Eventually other means did take over: cable cars were experimented with, but were relatively expensive and lost ground to electricity after an initial burst of enthusiasm. Some manufacturers experimented with internal-combustion carriages, but electricity -- despite fears of public electrocution -- won out for sheer economy. (The first internal combustion engines were not, shall we say, energy-efficient.) As trolleys began taking over more and more of city streets -- say, four lanes of a six-lane road -- the residents of particularly crowded cities like New York toyed with the idea of running the trolleys either under the road or over it. Elevated lines were embraced as being easier than subways, but the public tired of having roaring machines overhead blocking out all the light. Subways were thus developed in a few cities like New York whose density could afford the expense.
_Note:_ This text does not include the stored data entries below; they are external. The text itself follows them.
use serde::{Deserialize, Serialize};

/// JWT claims issued by the identity provider
#[derive(Debug, Clone, Serialize, Deserialize)]
pub struct Claims {
    /// Subject (user ID, opaque string)
    pub sub: String,

    /// Audience
    pub aud: String,

    /// Issuer
    pub iss: String,

    /// Issued at (Unix timestamp)
    pub iat: i64,

    /// Expiration (Unix timestamp)
    pub exp: i64,

    /// User email - optional
    #[serde(default)]
    pub email: Option<String>,

    /// Display name - optional
    #[serde(default)]
    pub name: Option<String>,
}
Ultimately, it was the rate of expansion that prompted the original omnibuses to make a comeback: simply put, they were quicker on their feet. Streetcar lines required a lot of capital investment (rails, lines, carriages, support vehicles, etc) and careful planning to expand into new area. Bus companies needed vehicles, a little adjustment to the planning, and they were in business. Ironically, streetcar companies were some of the first to adopt buses -- either as cheaper ways of providing the same service, or as cost-efficient ways to gather customers in outlying districts to one of the main streetcar lines. Although buses and private automobiles had gained a lot of ground in recent years, Miller remains sanguine about mass transit's hopes going into the 1940s, in part because of the sheer demands of space: one lane of streetcars can carry six times as many people as two lanes of cars, and cities simply don't have room for everyone to toodle about in a car. Miller probably never imagined we'd tried to solve that problem by destroying the city -- knocking down building after building for parking lots, and then creating automobile-oriented sprawl and leave downtown to rot. We seem to be moving back in the direction of sanity, dreams of computer-controlled instates full of driverless cars not withstanding.
If you can find a copy of this, it's a delightful little history. I've been trying to find something like it for years. There is nothing quite like a streetcar to make me think of urban America in its adolescence, roaring with energy and changing every day.
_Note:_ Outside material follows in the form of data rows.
//! JWKS cache for verifying identity-provider JWTs

use anyhow::{Context, Result};
use jsonwebtoken::{decode, decode_header, Algorithm, DecodingKey, Validation};
use parking_lot::RwLock;
use serde::Deserialize;
use std::collections::HashMap;
use std::sync::Arc;
use std::time::{Duration, Instant};

use super::Claims;

/// JWKS response structure
#[derive(Debug, Deserialize)]
struct JwksResponse {
    keys: Vec<Jwk>,
}

/// Individual JWK key
#[derive(Debug, Clone, Deserialize)]
struct Jwk {
    kid: String,
    kty: String,
    n: String,
    e: String,
}

/// Cached key with expiration
#[derive(Clone)]
struct CachedKey {
    key: DecodingKey,
    cached_at: Instant,
}

/// Caches the provider's RSA signing keys by `kid`
#[derive(Clone)]
pub struct JwksCache {
    inner: Arc<RwLock<JwksCacheInner>>,
    http: reqwest::Client,
    jwks_url: String,
    issuer: String,
    audience: String,
    ttl: Duration,
}

struct JwksCacheInner {
    keys: HashMap<String, CachedKey>,
    last_fetch: Option<Instant>,
}

impl JwksCache {
    pub fn new(
        http: reqwest::Client,
        jwks_url: String,
        issuer: String,
        audience: String,
        ttl_seconds: u64,
    ) -> Self {
        Self {
            inner: Arc::new(RwLock::new(JwksCacheInner {
                keys: HashMap::new(),
                last_fetch: None,
            })),
            http,
            jwks_url,
            issuer,
            audience,
            ttl: Duration::from_secs(ttl_seconds),
        }
    }

    /// Verify a JWT token and return the claims
    pub async fn verify_token(&self, token: &str) -> Result<Claims> {
        let header = decode_header(token).context("Invalid JWT header")?;
        let kid = header.kid.context("JWT missing kid header")?;

        let decoding_key = self.get_or_fetch_key(&kid).await?;

        let mut validation = Validation::new(Algorithm::RS256);
        validation.set_issuer(&[&self.issuer]);
        validation.set_audience(&[&self.audience]);
        validation.validate_exp = true;
        validation.validate_nbf = true;

        let token_data =
            decode::<Claims>(token, &decoding_key, &validation).context("JWT validation failed")?;

        Ok(token_data.claims)
    }

    async fn get_or_fetch_key(&self, kid: &str) -> Result<DecodingKey> {
        {
            let cache = self.inner.read();
            if let Some(cached) = cache.keys.get(kid) {
                if cached.cached_at.elapsed() < self.ttl {
                    return Ok(cached.key.clone());
                }
            }
        }

        self.refresh_keys().await?;

        let cache = self.inner.read();
        cache
            .keys
            .get(kid)
            .map(|c| c.key.clone())
            .context("Key not found in JWKS")
    }

    async fn refresh_keys(&self) -> Result<()> {
        {
            let cache = self.inner.read();
            if let Some(last) = cache.last_fetch {
                // Don't refetch more than once per second
                if last.elapsed() < Duration::from_secs(1) {
                    return Ok(());
                }
            }
        }

        tracing::debug!("Fetching JWKS from {}", self.jwks_url);

        let response = self
            .http
            .get(&self.jwks_url)
            .timeout(Duration::from_secs(10))
            .send()
            .await
            .context("Failed to fetch JWKS")?;

        if !response.status().is_success() {
            anyhow::bail!("JWKS fetch failed with status: {}", response.status());
        }

        let jwks: JwksResponse = response.json().await.context("Failed to parse JWKS")?;

        let mut cache = self.inner.write();
        cache.last_fetch = Some(Instant::now());

        for jwk in jwks.keys {
            if jwk.kty != "RSA" {
                continue;
            }

            match DecodingKey::from_rsa_components(&jwk.n, &jwk.e) {
                Ok(key) => {
                    cache.keys.insert(
                        jwk.kid.clone(),
                        CachedKey {
                            key,
                            cached_at: Instant::now(),
                        },
                    );
                    tracing::debug!("Cached JWKS key: {}", jwk.kid);
                }
                Err(e) => {
                    tracing::warn!("Failed to parse JWK {}: {}", jwk.kid, e);
                }
            }
        }

        tracing::info!("JWKS cache refreshed with {} keys", cache.keys.len());
        Ok(())
    }

    /// Pre-warm the cache by fetching keys
    pub async fn warm_cache(&self) -> Result<()> {
        self.refresh_keys().await
    }

    /// Seed a verification key without contacting the JWKS endpoint.
    #[cfg(test)]
    pub fn insert_key(&self, kid: &str, key: DecodingKey) {
        self.inner.write().keys.insert(
            kid.to_string(),
            CachedKey {
                key,
                cached_at: Instant::now(),
            },
        );
    }
}

#[cfg(test)]
mod tests {
    use crate::test_support::{self, TEST_AUDIENCE, TEST_ISSUER};
    use serde_json::json;

    #[tokio::test]
    async fn test_verify_token_accepts_signed_token() {
        let cache = test_support::jwks_cache();
        let token = test_support::bearer_token("owner-a");

        let claims = cache.verify_token(&token).await.unwrap();
        assert_eq!(claims.sub, "owner-a");
        assert_eq!(claims.aud, TEST_AUDIENCE);
    }

    #[tokio::test]
    async fn test_verify_token_rejects_wrong_audience() {
        let cache = test_support::jwks_cache();
        let now = chrono::Utc::now().timestamp();
        let token = test_support::sign(&json!({
            "sub": "owner-a",
            "aud": "someone-else",
            "iss": TEST_ISSUER,
            "iat": now,
            "exp": now + 3600,
        }));

        assert!(cache.verify_token(&token).await.is_err());
    }

    #[tokio::test]
    async fn test_verify_token_rejects_token_not_yet_valid() {
        let cache = test_support::jwks_cache();
        let now = chrono::Utc::now().timestamp();
        let token = test_support::sign(&json!({
            "sub": "owner-a",
            "aud": TEST_AUDIENCE,
            "iss": TEST_ISSUER,
            "iat": now,
            "nbf": now + 3600,
            "exp": now + 7200,
        }));

        assert!(cache.verify_token(&token).await.is_err());
    }
}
- Straphanger: Saving Our Cities and Our Selves from the Automobile, Taras Grescoe
- The Great Railway Revolution: A History of Trains in America, Christian Wolmar. If memory services, Wolmar included chapters on trolleys and interurban light rail, both subjects here.
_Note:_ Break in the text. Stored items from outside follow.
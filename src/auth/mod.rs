pub mod claims;
pub mod context;
pub mod jwks;
pub mod middleware;

pub use claims::Claims;
pub use context::AuthContext;
pub use jwks::JwksCache;
pub use middleware::RequireAuth;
- Horses at Work & The Horse in the City, various authors
This does look like an interesting and enjoyable book. Trolleys, street cars and similar forms of transportation are fascinating. Though this book covers tiger heyday, I wonder if there is a good book out there on the subject that covers the last eighty years or so.,
ReplyDeleteI doubt there's a sweeping history of transit in that period, although the steep decline of streetcars is covered in "The Great Railway Revolution", and a bit of their revival in "Straphanger". I will keep my eyes open, though!
DeleteThis is another book I would love. Not sure how easy it will be to find now, but it is on my TBR. I love histories like this.